To learn how to define your own layers for deep learning networks, see Define Custom Deep Learning Layers.

Deep Learning Toolbox™ software provides a flexible network object type that allows many kinds of networks to be created and then used with functions such as init, sim, and train.

Type the following to see all the network creation functions in the toolbox.

help nnnetwork

This flexibility is possible because networks have an object-oriented representation. The representation allows you to define various architectures and assign various algorithms to those architectures.

To create custom networks, start with an empty network (obtained with the network function) and set its properties as desired.

net = network

The network object consists of many properties that you can set to specify the structure and behavior of your network.
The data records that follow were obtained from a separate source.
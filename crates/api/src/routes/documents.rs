//! Document registration routes.

use axum::{
    Json, Router,
    extract::{Path, Query, State},
    http::StatusCode,
    response::{IntoResponse, Response},
    routing::{get, patch, post},
};
use chrono::NaiveDate;
use rust_decimal::Decimal;
use serde::{Deserialize, Serialize};
use serde_json::json;
use std::str::FromStr;
use uuid::Uuid;

use gestra_core::document::DocumentKind;
use gestra_db::entities::{document_lines, documents};
use gestra_db::repositories::{
    DocumentFilter, DocumentRepository, RegisterDocumentInput, RegisterLineInput,
};
use gestra_shared::AppError;

use crate::middleware::AuthUser;
use crate::responses::fail;
use crate::routes::{commit, open_scope};
use crate::AppState;

/// Creates the document routes.
pub fn routes() -> Router<AppState> {
    Router::new()
        .route("/documents", get(list_documents))
        .route("/documents", post(register_document))
        .route("/documents/{document_id}", get(get_document))
        .route(
            "/documents/{document_id}/supplier-reference",
            patch(amend_supplier_reference),
        )
}

/// Query parameters for listing documents.
#[derive(Debug, Deserialize)]
pub struct ListDocumentsQuery {
    /// Filter by kind.
    pub kind: Option<DocumentKind>,
    /// Filter by counterparty.
    pub party: Option<Uuid>,
    /// Issue date range start (YYYY-MM-DD).
    pub from: Option<NaiveDate>,
    /// Issue date range end (YYYY-MM-DD).
    pub to: Option<NaiveDate>,
}

/// Request body for one document line.
#[derive(Debug, Deserialize)]
pub struct RegisterLineRequest {
    /// Line description.
    pub description: String,
    /// Quantity, as a decimal string.
    pub quantity: String,
    /// Unit price, as a decimal string.
    pub unit_price: String,
    /// Tax rate percentage, as a decimal string.
    pub tax_rate: String,
}

/// Request body for registering a document.
#[derive(Debug, Deserialize)]
pub struct RegisterDocumentRequest {
    /// Document kind.
    pub kind: DocumentKind,
    /// Counterparty.
    pub party_id: Uuid,
    /// Issue date (YYYY-MM-DD).
    pub issue_date: NaiveDate,
    /// Supplier-assigned number (purchase side).
    pub supplier_reference: Option<String>,
    /// Payment terms as day offsets; defaults to a single immediate rate.
    #[serde(default)]
    pub payment_terms: Vec<u32>,
    /// Document lines.
    pub lines: Vec<RegisterLineRequest>,
}

/// Request body for correcting a supplier reference.
#[derive(Debug, Deserialize)]
pub struct AmendSupplierReferenceRequest {
    /// The corrected supplier document number.
    pub supplier_reference: String,
}

/// Response for a document header.
#[derive(Debug, Serialize)]
pub struct DocumentResponse {
    /// Document ID.
    pub id: Uuid,
    /// Document kind.
    pub kind: gestra_db::entities::enums::DocumentKind,
    /// Counterparty.
    pub party_id: Uuid,
    /// Issue date.
    pub issue_date: String,
    /// Supplier reference.
    pub supplier_reference: Option<String>,
}

impl From<documents::Model> for DocumentResponse {
    fn from(model: documents::Model) -> Self {
        Self {
            id: model.id,
            kind: model.kind,
            party_id: model.party_id,
            issue_date: model.issue_date.to_string(),
            supplier_reference: model.supplier_reference,
        }
    }
}

/// Response for a document line.
#[derive(Debug, Serialize)]
pub struct DocumentLineResponse {
    /// Line ID.
    pub id: Uuid,
    /// Position within the document.
    pub position: i32,
    /// Description.
    pub description: String,
    /// Quantity.
    pub quantity: String,
    /// Unit price.
    pub unit_price: String,
    /// Tax rate.
    pub tax_rate: String,
}

impl From<document_lines::Model> for DocumentLineResponse {
    fn from(model: document_lines::Model) -> Self {
        Self {
            id: model.id,
            position: model.position,
            description: model.description,
            quantity: model.quantity.to_string(),
            unit_price: model.unit_price.to_string(),
            tax_rate: model.tax_rate.to_string(),
        }
    }
}

fn parse_decimal(field: &str, raw: &str) -> Result<Decimal, Response> {
    Decimal::from_str(raw)
        .map_err(|_| fail(AppError::field(field, format!("invalid decimal: {raw}"))))
}

/// GET `/documents` - List documents of the active company.
async fn list_documents(
    State(state): State<AppState>,
    auth: AuthUser,
    Query(query): Query<ListDocumentsQuery>,
) -> Response {
    let conn = match open_scope(&state, &auth).await {
        Ok(conn) => conn,
        Err(response) => return response,
    };

    let filter = DocumentFilter {
        kind: query.kind,
        party_id: query.party,
        from: query.from,
        to: query.to,
    };

    match DocumentRepository::list(&conn, filter).await {
        Ok(rows) => {
            if let Err(response) = commit(conn).await {
                return response;
            }
            let items: Vec<DocumentResponse> = rows.into_iter().map(Into::into).collect();
            (StatusCode::OK, Json(json!({ "documents": items }))).into_response()
        }
        Err(e) => fail(e),
    }
}

/// GET `/documents/{document_id}` - Fetch one document with its lines.
async fn get_document(
    State(state): State<AppState>,
    auth: AuthUser,
    Path(document_id): Path<Uuid>,
) -> Response {
    let conn = match open_scope(&state, &auth).await {
        Ok(conn) => conn,
        Err(response) => return response,
    };

    match DocumentRepository::find_with_lines(&conn, document_id).await {
        Ok(Some((document, lines))) => {
            if let Err(response) = commit(conn).await {
                return response;
            }
            let lines: Vec<DocumentLineResponse> = lines.into_iter().map(Into::into).collect();
            (
                StatusCode::OK,
                Json(json!({
                    "document": DocumentResponse::from(document),
                    "lines": lines,
                })),
            )
                .into_response()
        }
        Ok(None) => (
            StatusCode::NOT_FOUND,
            Json(json!({
                "error": "NOT_FOUND",
                "message": format!("document {document_id} not found")
            })),
        )
            .into_response(),
        Err(e) => fail(e),
    }
}

/// POST `/documents` - Register a document.
///
/// Runs the duplicate supplier-document guard, computes line amounts, and
/// schedules the installments from the payment terms, all in one unit of
/// work.
async fn register_document(
    State(state): State<AppState>,
    auth: AuthUser,
    Json(payload): Json<RegisterDocumentRequest>,
) -> Response {
    let mut lines = Vec::with_capacity(payload.lines.len());
    for line in &payload.lines {
        let quantity = match parse_decimal("quantity", &line.quantity) {
            Ok(value) => value,
            Err(response) => return response,
        };
        let unit_price = match parse_decimal("unit_price", &line.unit_price) {
            Ok(value) => value,
            Err(response) => return response,
        };
        let tax_rate = match parse_decimal("tax_rate", &line.tax_rate) {
            Ok(value) => value,
            Err(response) => return response,
        };
        lines.push(RegisterLineInput {
            description: line.description.clone(),
            quantity,
            unit_price,
            tax_rate,
        });
    }

    let payment_terms = if payload.payment_terms.is_empty() {
        vec![0]
    } else {
        payload.payment_terms
    };

    let conn = match open_scope(&state, &auth).await {
        Ok(conn) => conn,
        Err(response) => return response,
    };

    let input = RegisterDocumentInput {
        kind: payload.kind,
        party_id: payload.party_id,
        issue_date: payload.issue_date,
        supplier_reference: payload.supplier_reference,
        payment_terms,
        lines,
    };

    match DocumentRepository::register(&conn, input).await {
        Ok(registered) => {
            if let Err(response) = commit(conn).await {
                return response;
            }
            let lines: Vec<DocumentLineResponse> =
                registered.lines.into_iter().map(Into::into).collect();
            let installments: Vec<serde_json::Value> = registered
                .installments
                .iter()
                .map(|i| {
                    json!({
                        "id": i.id,
                        "due_date": i.due_date.to_string(),
                        "rate_amount": i.rate_amount.to_string(),
                        "kind": i.kind,
                    })
                })
                .collect();
            (
                StatusCode::CREATED,
                Json(json!({
                    "document": DocumentResponse::from(registered.document),
                    "lines": lines,
                    "installments": installments,
                    "total": registered.total.to_string(),
                })),
            )
                .into_response()
        }
        Err(e) => fail(e),
    }
}

/// PATCH `/documents/{document_id}/supplier-reference` - Correct the
/// supplier document number of a purchase document.
async fn amend_supplier_reference(
    State(state): State<AppState>,
    auth: AuthUser,
    Path(document_id): Path<Uuid>,
    Json(payload): Json<AmendSupplierReferenceRequest>,
) -> Response {
    let conn = match open_scope(&state, &auth).await {
        Ok(conn) => conn,
        Err(response) => return response,
    };

    match DocumentRepository::amend_supplier_reference(
        &conn,
        document_id,
        &payload.supplier_reference,
    )
    .await
    {
        Ok(document) => {
            if let Err(response) = commit(conn).await {
                return response;
            }
            (
                StatusCode::OK,
                Json(json!({ "document": DocumentResponse::from(document) })),
            )
                .into_response()
        }
        Err(e) => fail(e),
    }
}
/// Input for posting a journal movement.
///
/// The cause kind selects the posting mode. For transfers the movement kind
/// must be absent (the engine derives it) and the account pair is taken from
/// `source_account_id` / `destination_account_id`; for ordinary movements
/// exactly one of `financial_account_id` / `operating_account_id` is used.
#[derive(Debug, Clone)]
pub struct PostMovementInput {
    /// Entry date.
    pub entry_date: NaiveDate,
    /// Amount, strictly positive.
    pub amount: Decimal,
    /// Transaction cause code.
    pub cause_code: String,
    /// Posting mode derived from the cause code.
    pub cause_kind: CauseKind,
    /// Movement kind; required for ordinary entries, forbidden for transfers.
    pub movement: Option<MovementKind>,
    /// Cash/bank account for ordinary financial movements.
    pub financial_account_id: Option<FinancialAccountId>,
    /// Cost-center account for ordinary operating movements.
    pub operating_account_id: Option<OperatingAccountId>,
    /// Transfer source account.
    pub source_account_id: Option<FinancialAccountId>,
    /// Transfer destination account.
    pub destination_account_id: Option<FinancialAccountId>,
    /// Optional counterparty tag (ordinary movements only).
    pub party_id: Option<PartyId>,
    /// Optional job-site tag (ordinary movements only).
    pub site_id: Option<SiteId>,
    /// Installment being settled, when the movement is a payment.
    pub installment_id: Option<InstallmentId>,
    /// Free-text description.
    pub description: String,
}

/// The two legs of an internal transfer, always handled as a unit.
#[derive(Debug, Clone)]
pub struct TransferPair {
    /// Identifier shared by both legs.
    pub transfer_id: TransferId,
    /// The leg debiting the source account.
    pub outflow: JournalEntry,
    /// The leg crediting the destination account.
    pub inflow: JournalEntry,
}

impl TransferPair {
    /// Reconstructs a pair from two stored legs, verifying they actually
    /// belong together.
    ///
    /// # Errors
    ///
    /// Returns `JournalError::NotATransferPair` when the rows do not share a
    /// transfer id, company, amount, and date with opposite movements.
    pub fn from_entries(a: JournalEntry, b: JournalEntry) -> Result<Self, JournalError> {
        let (outflow, inflow) = match (a.movement, b.movement) {
            (MovementKind::Outflow, MovementKind::Inflow) => (a, b),
            (MovementKind::Inflow, MovementKind::Outflow) => (b, a),
            _ => return Err(JournalError::NotATransferPair),
        };

        let consistent = outflow.transfer_id.is_some()
            && outflow.transfer_id == inflow.transfer_id
            && outflow.company_id == inflow.company_id
            && outflow.amount == inflow.amount
            && outflow.entry_date == inflow.entry_date;
        if !consistent {
            return Err(JournalError::NotATransferPair);
        }

        // Checked Some above.
        let transfer_id = outflow.transfer_id.ok_or(JournalError::NotATransferPair)?;
        Ok(Self { transfer_id, outflow, inflow })
    }

    /// Consumes the pair into its two legs, outflow first.
    #[must_use]
    pub fn into_entries(self) -> [JournalEntry; 2] {
        [self.outflow, self.inflow]
    }
}

/// Result of a posting: one entry, or a transfer pair.
#[derive(Debug, Clone)]
pub enum Posting {
    /// Ordinary movement: a single entry.
    Movement(JournalEntry),
    /// Internal transfer: two linked entries.
    Transfer(TransferPair),
}

impl Posting {
    /// Consumes the posting into the entries to persist.
    #[must_use]
    pub fn into_entries(self) -> Vec<JournalEntry> {
        match self {
            Self::Movement(entry) => vec![entry],
            Self::Transfer(pair) => pair.into_entries().into(),
        }
    }
}

/// Input for amending a posted transfer as a unit.
#[derive(Debug, Clone)]
pub struct AmendTransferInput {
    /// New entry date for both legs.
    pub entry_date: NaiveDate,
    /// New amount for both legs.
    pub amount: Decimal,
    /// New source account.
    pub source_account_id: FinancialAccountId,
    /// New destination account.
    pub destination_account_id: FinancialAccountId,
    /// New description for both legs.
    pub description: String,
}

/// Posting engine for journal movements.
///
/// Validation is ordered so messages match the actual scenario: cause-code
/// classification first, then account checks, then movement requirements.
pub struct TransferEngine;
The following sections show how to create a custom network by using these properties.

Custom Network

Before you can build a network you need to know what it looks like. For dramatic purposes (and to give the toolbox a workout) this section leads you through the creation of the wild and complicated network shown below.

Each of the two elements of the first network input is to accept values ranging between 0 and 10. Each of the five elements of the second network input ranges from −2 to 2.

Before you can complete your design of this network, the algorithms it employs for initialization and training must be specified.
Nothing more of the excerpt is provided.